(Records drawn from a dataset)

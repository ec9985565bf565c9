//! Channel-based delivery of drag notifications.
//!
//! This module provides channel-based alternatives to implementing
//! [`SensorCallbacks`] by hand: the sensor forwards each notification as a
//! [`DragEvent`] and the drag pipeline drains the receiver at its own pace.
//!
//! # Example
//!
//! ```
//! use dragsense::channel::{DragEvent, sensor_channel};
//! use dragsense::{CaptureMarshal, PointerEvent};
//!
//! let (sensor, rx) = sensor_channel(16, |_event| true);
//! let mut sensor = sensor.with_marshal(CaptureMarshal::new());
//!
//! sensor.on_pointer_down(&mut PointerEvent::pointer_down(0.0, 0.0)).unwrap();
//! sensor.handle_window_event(&mut PointerEvent::pointer_move(10.0, 10.0));
//! sensor.handle_window_event(&mut PointerEvent::pointer_up(10.0, 10.0));
//!
//! let events: Vec<DragEvent> = rx.try_iter().collect();
//! assert_eq!(events.len(), 2);
//! assert_eq!(events[1], DragEvent::Drop);
//! ```

use crate::event::{PointerEvent, Position};
use crate::sensor::{LiftArgs, PointerSensor, SensorCallbacks};
use std::sync::Arc;
use std::sync::atomic::{AtomicUsize, Ordering};
use std::sync::mpsc::{self, Receiver, RecvTimeoutError, Sender, TryRecvError};
use std::time::Duration;

/// A drag notification forwarded through a channel.
#[derive(Debug, Clone, Copy, PartialEq)]
pub enum DragEvent {
    /// The drag started.
    Lift(LiftArgs),
    /// Coalesced drag movement.
    Move(Position),
    /// The drag ended with a release.
    Drop,
    /// The gesture was terminated externally.
    Cancel,
}

impl DragEvent {
    fn is_move(&self) -> bool {
        matches!(self, DragEvent::Move(_))
    }
}

/// Budget for `Move` notifications waiting in a channel.
///
/// Lifecycle notifications (`Lift`, `Drop`, `Cancel`) bypass the budget so a
/// consumer always sees every drag start and end.
#[derive(Clone)]
struct MoveBudget {
    queued: Arc<AtomicUsize>,
    capacity: Option<usize>,
}

impl MoveBudget {
    fn new(capacity: Option<usize>) -> Self {
        Self {
            queued: Arc::new(AtomicUsize::new(0)),
            capacity,
        }
    }

    /// Reserve room for one move, or return `false` if the budget is spent.
    fn try_reserve(&self) -> bool {
        match self.capacity {
            None => {
                self.queued.fetch_add(1, Ordering::SeqCst);
                true
            }
            Some(capacity) => self
                .queued
                .fetch_update(Ordering::SeqCst, Ordering::SeqCst, |queued| {
                    (queued < capacity).then_some(queued + 1)
                })
                .is_ok(),
        }
    }

    fn release(&self) {
        let _ = self
            .queued
            .fetch_update(Ordering::SeqCst, Ordering::SeqCst, |queued| {
                queued.checked_sub(1)
            });
    }

    /// Account for an event leaving the channel.
    fn received(&self, event: &DragEvent) {
        if event.is_move() {
            self.release();
        }
    }
}

/// [`SensorCallbacks`] that forward notifications to a std channel.
///
/// Authorization is delegated to a filter closure evaluated on every
/// pointer-down.
pub struct ChannelCallbacks<F>
where
    F: FnMut(&PointerEvent) -> bool,
{
    sender: Sender<DragEvent>,
    budget: MoveBudget,
    filter: F,
}

impl<F> ChannelCallbacks<F>
where
    F: FnMut(&PointerEvent) -> bool,
{
    fn send(&self, event: DragEvent) {
        // Don't block event handling if the consumer is slow; stale moves go first.
        if event.is_move() && !self.budget.try_reserve() {
            log::trace!("drag channel full, dropping {:?}", event);
            return;
        }
        if self.sender.send(event).is_err() {
            if event.is_move() {
                self.budget.release();
            }
            log::warn!("drag channel closed, dropping {:?}", event);
        }
    }
}

impl<F> SensorCallbacks for ChannelCallbacks<F>
where
    F: FnMut(&PointerEvent) -> bool,
{
    fn can_start_capturing(&mut self, event: &PointerEvent) -> bool {
        (self.filter)(event)
    }

    fn on_lift(&mut self, args: LiftArgs) {
        self.send(DragEvent::Lift(args));
    }

    fn on_move(&mut self, point: Position) {
        self.send(DragEvent::Move(point));
    }

    fn on_drop(&mut self) {
        self.send(DragEvent::Drop);
    }

    fn on_cancel(&mut self) {
        self.send(DragEvent::Cancel);
    }
}

/// Receiving end of a sensor channel.
///
/// Frees move budget as notifications are taken out.
pub struct DragReceiver {
    receiver: Receiver<DragEvent>,
    budget: MoveBudget,
}

impl DragReceiver {
    /// Block until the next notification, or `None` once the sensor is gone.
    pub fn recv(&self) -> Option<DragEvent> {
        let event = self.receiver.recv().ok()?;
        self.budget.received(&event);
        Some(event)
    }

    /// Wait up to `timeout` for the next notification.
    pub fn recv_timeout(&self, timeout: Duration) -> Result<DragEvent, RecvTimeoutError> {
        let event = self.receiver.recv_timeout(timeout)?;
        self.budget.received(&event);
        Ok(event)
    }

    /// Take the next notification without blocking.
    pub fn try_recv(&self) -> Result<DragEvent, TryRecvError> {
        let event = self.receiver.try_recv()?;
        self.budget.received(&event);
        Ok(event)
    }

    /// Iterate over the notifications currently queued, without blocking.
    pub fn try_iter(&self) -> impl Iterator<Item = DragEvent> + '_ {
        std::iter::from_fn(move || self.try_recv().ok())
    }
}

fn channel_with_budget<F>(
    capacity: Option<usize>,
    filter: F,
) -> (PointerSensor<ChannelCallbacks<F>>, DragReceiver)
where
    F: FnMut(&PointerEvent) -> bool,
{
    let (sender, receiver) = mpsc::channel();
    let budget = MoveBudget::new(capacity);
    let callbacks = ChannelCallbacks {
        sender,
        budget: budget.clone(),
        filter,
    };
    (
        PointerSensor::new(callbacks),
        DragReceiver { receiver, budget },
    )
}

/// Build a sensor that sends its notifications to a bounded channel.
///
/// # Arguments
///
/// * `capacity` - Maximum number of `Move` notifications to buffer. If the
///   buffer is full, new moves are dropped rather than blocking input
///   handling. `Lift`, `Drop` and `Cancel` are never dropped.
/// * `filter` - Returns `true` to let a pointer-down start capturing.
pub fn sensor_channel<F>(
    capacity: usize,
    filter: F,
) -> (PointerSensor<ChannelCallbacks<F>>, DragReceiver)
where
    F: FnMut(&PointerEvent) -> bool,
{
    channel_with_budget(Some(capacity), filter)
}

/// Build a sensor that sends its notifications to an unbounded channel.
///
/// Similar to [`sensor_channel`], but never drops notifications.
pub fn unbounded_sensor_channel<F>(
    filter: F,
) -> (PointerSensor<ChannelCallbacks<F>>, DragReceiver)
where
    F: FnMut(&PointerEvent) -> bool,
{
    channel_with_budget(None, filter)
}

// ============================================================================
// Tokio async support (behind feature flag)
// ============================================================================

#[cfg(feature = "tokio")]
pub use tokio_channel::*;

#[cfg(feature = "tokio")]
mod tokio_channel {
    use super::*;
    use tokio::sync::mpsc as tokio_mpsc;

    /// [`SensorCallbacks`] that forward notifications to a tokio channel.
    pub struct TokioChannelCallbacks<F>
    where
        F: FnMut(&PointerEvent) -> bool,
    {
        sender: tokio_mpsc::UnboundedSender<DragEvent>,
        budget: MoveBudget,
        filter: F,
    }

    impl<F> TokioChannelCallbacks<F>
    where
        F: FnMut(&PointerEvent) -> bool,
    {
        fn send(&self, event: DragEvent) {
            // Never await in the event handler; only moves are shed when full
            if event.is_move() && !self.budget.try_reserve() {
                log::trace!("async drag channel full, dropping {:?}", event);
                return;
            }
            if self.sender.send(event).is_err() {
                if event.is_move() {
                    self.budget.release();
                }
                log::warn!("async drag channel closed, dropping {:?}", event);
            }
        }
    }

    impl<F> SensorCallbacks for TokioChannelCallbacks<F>
    where
        F: FnMut(&PointerEvent) -> bool,
    {
        fn can_start_capturing(&mut self, event: &PointerEvent) -> bool {
            (self.filter)(event)
        }

        fn on_lift(&mut self, args: LiftArgs) {
            self.send(DragEvent::Lift(args));
        }

        fn on_move(&mut self, point: Position) {
            self.send(DragEvent::Move(point));
        }

        fn on_drop(&mut self) {
            self.send(DragEvent::Drop);
        }

        fn on_cancel(&mut self) {
            self.send(DragEvent::Cancel);
        }
    }

    /// Async receiving end of a sensor channel.
    pub struct AsyncDragReceiver {
        receiver: tokio_mpsc::UnboundedReceiver<DragEvent>,
        budget: MoveBudget,
    }

    impl AsyncDragReceiver {
        /// Wait for the next notification, or `None` once the sensor is gone.
        pub async fn recv(&mut self) -> Option<DragEvent> {
            let event = self.receiver.recv().await?;
            self.budget.received(&event);
            Some(event)
        }

        /// Take the next notification without waiting.
        pub fn try_recv(&mut self) -> Option<DragEvent> {
            let event = self.receiver.try_recv().ok()?;
            self.budget.received(&event);
            Some(event)
        }
    }

    /// Build a sensor that sends its notifications to a tokio channel.
    ///
    /// `capacity` bounds queued `Move` notifications only, as in
    /// [`sensor_channel`].
    ///
    /// # Example
    ///
    /// ```ignore
    /// use dragsense::channel::async_sensor_channel;
    ///
    /// #[tokio::main]
    /// async fn main() {
    ///     let (sensor, mut rx) = async_sensor_channel(64, |_| true);
    ///     // hand `sensor` to the event loop...
    ///     while let Some(event) = rx.recv().await {
    ///         println!("{:?}", event);
    ///     }
    /// }
    /// ```
    pub fn async_sensor_channel<F>(
        capacity: usize,
        filter: F,
    ) -> (PointerSensor<TokioChannelCallbacks<F>>, AsyncDragReceiver)
    where
        F: FnMut(&PointerEvent) -> bool,
    {
        let (sender, receiver) = tokio_mpsc::unbounded_channel();
        let budget = MoveBudget::new(Some(capacity));
        let callbacks = TokioChannelCallbacks {
            sender,
            budget: budget.clone(),
            filter,
        };
        (
            PointerSensor::new(callbacks),
            AsyncDragReceiver { receiver, budget },
        )
    }
}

*TASK ITEM*
Filter the records for the word "await" and show every line that has it.

*REPLY*
            // Never await in the event handler; only moves are shed when full
            let event = self.receiver.recv().await?;
    ///     while let Some(event) = rx.recv().await {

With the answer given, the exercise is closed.